Stored data entries:
■ ■ ■ ■ ■ ■ ■

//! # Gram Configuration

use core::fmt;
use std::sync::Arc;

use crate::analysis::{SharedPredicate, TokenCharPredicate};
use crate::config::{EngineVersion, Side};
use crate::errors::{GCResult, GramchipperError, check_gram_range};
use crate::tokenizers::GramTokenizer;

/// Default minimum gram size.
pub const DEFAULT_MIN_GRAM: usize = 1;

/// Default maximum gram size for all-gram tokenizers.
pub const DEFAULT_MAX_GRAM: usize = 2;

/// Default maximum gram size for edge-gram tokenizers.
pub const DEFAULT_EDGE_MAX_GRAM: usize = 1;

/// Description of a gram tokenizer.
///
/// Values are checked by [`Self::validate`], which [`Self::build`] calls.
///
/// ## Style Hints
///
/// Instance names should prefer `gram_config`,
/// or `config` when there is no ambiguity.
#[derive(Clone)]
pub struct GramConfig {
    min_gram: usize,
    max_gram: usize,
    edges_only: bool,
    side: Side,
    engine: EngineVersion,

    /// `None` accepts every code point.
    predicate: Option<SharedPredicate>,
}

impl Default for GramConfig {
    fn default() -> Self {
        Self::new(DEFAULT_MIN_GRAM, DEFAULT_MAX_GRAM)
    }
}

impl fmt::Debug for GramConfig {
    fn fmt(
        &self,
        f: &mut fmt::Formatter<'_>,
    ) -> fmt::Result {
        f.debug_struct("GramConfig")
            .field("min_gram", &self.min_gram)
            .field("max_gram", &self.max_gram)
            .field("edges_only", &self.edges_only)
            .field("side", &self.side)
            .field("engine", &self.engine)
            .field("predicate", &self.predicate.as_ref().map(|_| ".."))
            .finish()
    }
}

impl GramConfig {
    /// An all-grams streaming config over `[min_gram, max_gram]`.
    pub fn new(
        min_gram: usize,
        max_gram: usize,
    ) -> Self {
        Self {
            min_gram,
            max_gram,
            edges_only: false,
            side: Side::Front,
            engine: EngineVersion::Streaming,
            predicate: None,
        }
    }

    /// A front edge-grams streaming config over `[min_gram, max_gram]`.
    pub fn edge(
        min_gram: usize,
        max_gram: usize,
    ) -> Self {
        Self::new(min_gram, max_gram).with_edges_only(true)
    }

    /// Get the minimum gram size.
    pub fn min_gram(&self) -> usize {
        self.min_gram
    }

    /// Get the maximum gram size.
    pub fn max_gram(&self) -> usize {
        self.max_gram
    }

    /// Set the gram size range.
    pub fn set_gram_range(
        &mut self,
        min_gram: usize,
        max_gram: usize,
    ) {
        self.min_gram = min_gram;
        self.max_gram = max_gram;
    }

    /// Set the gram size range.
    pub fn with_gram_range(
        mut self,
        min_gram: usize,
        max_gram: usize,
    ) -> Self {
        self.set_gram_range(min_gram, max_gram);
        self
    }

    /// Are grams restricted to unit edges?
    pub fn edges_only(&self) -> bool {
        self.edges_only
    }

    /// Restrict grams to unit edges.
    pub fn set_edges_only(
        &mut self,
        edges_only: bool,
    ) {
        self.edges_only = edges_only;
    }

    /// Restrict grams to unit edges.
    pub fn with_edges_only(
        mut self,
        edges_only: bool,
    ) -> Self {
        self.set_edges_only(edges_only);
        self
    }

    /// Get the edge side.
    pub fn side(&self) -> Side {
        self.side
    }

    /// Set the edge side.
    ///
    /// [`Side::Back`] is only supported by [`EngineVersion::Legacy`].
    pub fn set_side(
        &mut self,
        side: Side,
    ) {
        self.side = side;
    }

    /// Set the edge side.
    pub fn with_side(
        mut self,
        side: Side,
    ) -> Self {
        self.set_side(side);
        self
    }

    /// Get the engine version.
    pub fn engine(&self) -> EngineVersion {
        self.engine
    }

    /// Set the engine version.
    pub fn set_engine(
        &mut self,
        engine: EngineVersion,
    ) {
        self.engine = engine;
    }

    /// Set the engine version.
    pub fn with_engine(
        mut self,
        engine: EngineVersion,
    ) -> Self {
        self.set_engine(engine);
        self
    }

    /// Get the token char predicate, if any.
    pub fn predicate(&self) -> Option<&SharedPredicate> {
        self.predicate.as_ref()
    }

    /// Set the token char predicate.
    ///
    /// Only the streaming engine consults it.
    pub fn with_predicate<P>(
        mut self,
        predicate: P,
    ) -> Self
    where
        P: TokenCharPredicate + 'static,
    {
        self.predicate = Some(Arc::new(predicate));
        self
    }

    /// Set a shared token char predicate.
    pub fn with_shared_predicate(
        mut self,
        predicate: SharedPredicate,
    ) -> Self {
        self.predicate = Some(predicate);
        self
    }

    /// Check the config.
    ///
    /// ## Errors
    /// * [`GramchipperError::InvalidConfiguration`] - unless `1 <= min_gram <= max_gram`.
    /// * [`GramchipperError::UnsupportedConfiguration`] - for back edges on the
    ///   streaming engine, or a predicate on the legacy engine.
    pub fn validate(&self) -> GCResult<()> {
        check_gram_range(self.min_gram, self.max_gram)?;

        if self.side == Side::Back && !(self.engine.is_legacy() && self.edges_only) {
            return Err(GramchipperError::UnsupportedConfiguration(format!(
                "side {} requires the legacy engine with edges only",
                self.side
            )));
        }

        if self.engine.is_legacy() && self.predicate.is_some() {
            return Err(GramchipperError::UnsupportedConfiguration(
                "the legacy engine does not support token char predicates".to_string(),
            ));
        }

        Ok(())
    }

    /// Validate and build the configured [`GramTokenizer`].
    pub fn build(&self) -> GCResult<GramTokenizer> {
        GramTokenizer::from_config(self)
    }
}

■ ■ ■ ■ ■ ■ ■

_WHAT THE TASK REQUIRES_
Check each line of the records above, and copy those that hold the word "Option".

_YOUR SOLUTION_
    predicate: Option<SharedPredicate>,
    pub fn predicate(&self) -> Option<&SharedPredicate> {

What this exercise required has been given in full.